> **Work task**
Select the lines of the records containing the word "candidates" and list them.

(Stored data)
····················

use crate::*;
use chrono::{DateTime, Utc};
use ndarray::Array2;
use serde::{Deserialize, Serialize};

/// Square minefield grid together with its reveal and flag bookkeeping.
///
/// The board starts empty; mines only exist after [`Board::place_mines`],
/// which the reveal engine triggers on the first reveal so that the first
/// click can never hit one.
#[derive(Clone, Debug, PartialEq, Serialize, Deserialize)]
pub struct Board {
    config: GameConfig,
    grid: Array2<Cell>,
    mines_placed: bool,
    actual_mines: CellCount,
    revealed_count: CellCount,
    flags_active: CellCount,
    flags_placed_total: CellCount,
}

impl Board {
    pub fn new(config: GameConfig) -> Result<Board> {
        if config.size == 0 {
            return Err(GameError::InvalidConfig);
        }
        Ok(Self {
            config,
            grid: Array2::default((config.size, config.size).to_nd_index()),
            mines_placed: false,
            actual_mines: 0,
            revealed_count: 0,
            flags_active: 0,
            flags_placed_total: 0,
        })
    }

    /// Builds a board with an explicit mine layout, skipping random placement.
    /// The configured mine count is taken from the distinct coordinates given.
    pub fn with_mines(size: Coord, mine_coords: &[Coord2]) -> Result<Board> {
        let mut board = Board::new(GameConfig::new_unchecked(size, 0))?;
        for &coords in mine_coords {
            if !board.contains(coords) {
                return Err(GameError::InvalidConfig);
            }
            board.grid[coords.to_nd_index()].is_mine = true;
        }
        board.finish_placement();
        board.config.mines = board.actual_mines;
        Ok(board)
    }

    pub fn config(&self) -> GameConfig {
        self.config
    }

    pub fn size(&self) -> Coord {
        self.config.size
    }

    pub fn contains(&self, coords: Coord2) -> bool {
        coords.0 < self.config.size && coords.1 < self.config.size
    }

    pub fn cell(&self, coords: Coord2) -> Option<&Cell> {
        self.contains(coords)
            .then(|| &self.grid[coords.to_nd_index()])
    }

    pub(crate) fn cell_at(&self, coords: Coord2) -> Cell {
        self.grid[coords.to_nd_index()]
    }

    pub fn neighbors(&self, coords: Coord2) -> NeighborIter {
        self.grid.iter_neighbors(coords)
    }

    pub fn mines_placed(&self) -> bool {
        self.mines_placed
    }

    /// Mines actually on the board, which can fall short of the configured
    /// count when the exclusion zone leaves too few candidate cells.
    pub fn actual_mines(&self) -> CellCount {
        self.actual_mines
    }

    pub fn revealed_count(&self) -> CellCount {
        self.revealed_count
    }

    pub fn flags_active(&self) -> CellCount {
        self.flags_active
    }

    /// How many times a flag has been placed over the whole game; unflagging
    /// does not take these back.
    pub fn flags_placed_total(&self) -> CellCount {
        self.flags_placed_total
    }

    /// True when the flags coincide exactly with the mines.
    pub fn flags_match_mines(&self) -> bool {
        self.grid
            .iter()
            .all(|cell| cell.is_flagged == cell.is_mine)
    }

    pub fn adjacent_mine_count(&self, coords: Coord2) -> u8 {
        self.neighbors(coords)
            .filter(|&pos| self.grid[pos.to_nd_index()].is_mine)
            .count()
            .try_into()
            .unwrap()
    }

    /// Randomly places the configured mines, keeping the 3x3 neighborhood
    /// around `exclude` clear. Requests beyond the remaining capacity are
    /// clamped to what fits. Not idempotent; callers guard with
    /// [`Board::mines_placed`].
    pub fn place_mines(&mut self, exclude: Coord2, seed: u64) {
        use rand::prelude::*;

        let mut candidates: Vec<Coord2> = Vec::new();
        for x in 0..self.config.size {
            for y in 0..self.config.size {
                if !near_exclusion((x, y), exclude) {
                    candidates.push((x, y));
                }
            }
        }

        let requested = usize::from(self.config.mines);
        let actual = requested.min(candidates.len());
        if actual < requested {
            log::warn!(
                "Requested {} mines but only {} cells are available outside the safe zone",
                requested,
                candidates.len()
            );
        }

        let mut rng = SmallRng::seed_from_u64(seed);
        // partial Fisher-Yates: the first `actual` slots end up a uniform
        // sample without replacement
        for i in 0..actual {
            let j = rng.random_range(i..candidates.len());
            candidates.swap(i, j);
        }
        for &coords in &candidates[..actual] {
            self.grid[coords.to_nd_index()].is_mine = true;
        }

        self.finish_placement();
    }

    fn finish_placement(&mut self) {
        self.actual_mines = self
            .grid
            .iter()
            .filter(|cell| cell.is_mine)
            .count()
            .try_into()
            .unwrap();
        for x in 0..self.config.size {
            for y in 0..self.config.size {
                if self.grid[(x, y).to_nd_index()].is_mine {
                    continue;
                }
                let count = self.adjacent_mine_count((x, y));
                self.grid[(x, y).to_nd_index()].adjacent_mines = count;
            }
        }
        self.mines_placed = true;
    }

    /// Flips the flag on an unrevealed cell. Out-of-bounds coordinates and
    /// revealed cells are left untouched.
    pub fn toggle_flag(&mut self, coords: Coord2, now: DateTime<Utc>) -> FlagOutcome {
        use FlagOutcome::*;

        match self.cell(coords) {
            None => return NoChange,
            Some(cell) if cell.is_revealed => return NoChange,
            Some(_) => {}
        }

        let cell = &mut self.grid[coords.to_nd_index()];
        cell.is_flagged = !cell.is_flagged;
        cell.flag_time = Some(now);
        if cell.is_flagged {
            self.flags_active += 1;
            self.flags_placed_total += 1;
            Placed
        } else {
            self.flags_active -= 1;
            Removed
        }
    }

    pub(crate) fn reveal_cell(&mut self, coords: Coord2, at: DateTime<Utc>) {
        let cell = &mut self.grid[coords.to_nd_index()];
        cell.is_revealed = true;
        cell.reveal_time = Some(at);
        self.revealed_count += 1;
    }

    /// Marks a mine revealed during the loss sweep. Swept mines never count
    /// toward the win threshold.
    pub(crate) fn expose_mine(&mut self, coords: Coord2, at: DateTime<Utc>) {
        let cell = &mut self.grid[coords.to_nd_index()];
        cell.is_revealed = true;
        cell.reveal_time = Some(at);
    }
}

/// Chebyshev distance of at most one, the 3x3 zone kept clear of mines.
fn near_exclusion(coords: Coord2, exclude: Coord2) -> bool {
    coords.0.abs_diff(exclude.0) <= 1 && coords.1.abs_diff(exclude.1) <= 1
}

····················

> **Written reply**
        let mut candidates: Vec<Coord2> = Vec::new();
                    candidates.push((x, y));
        let actual = requested.min(candidates.len());
                candidates.len()
            let j = rng.random_range(i..candidates.len());
            candidates.swap(i, j);
        for &coords in &candidates[..actual] {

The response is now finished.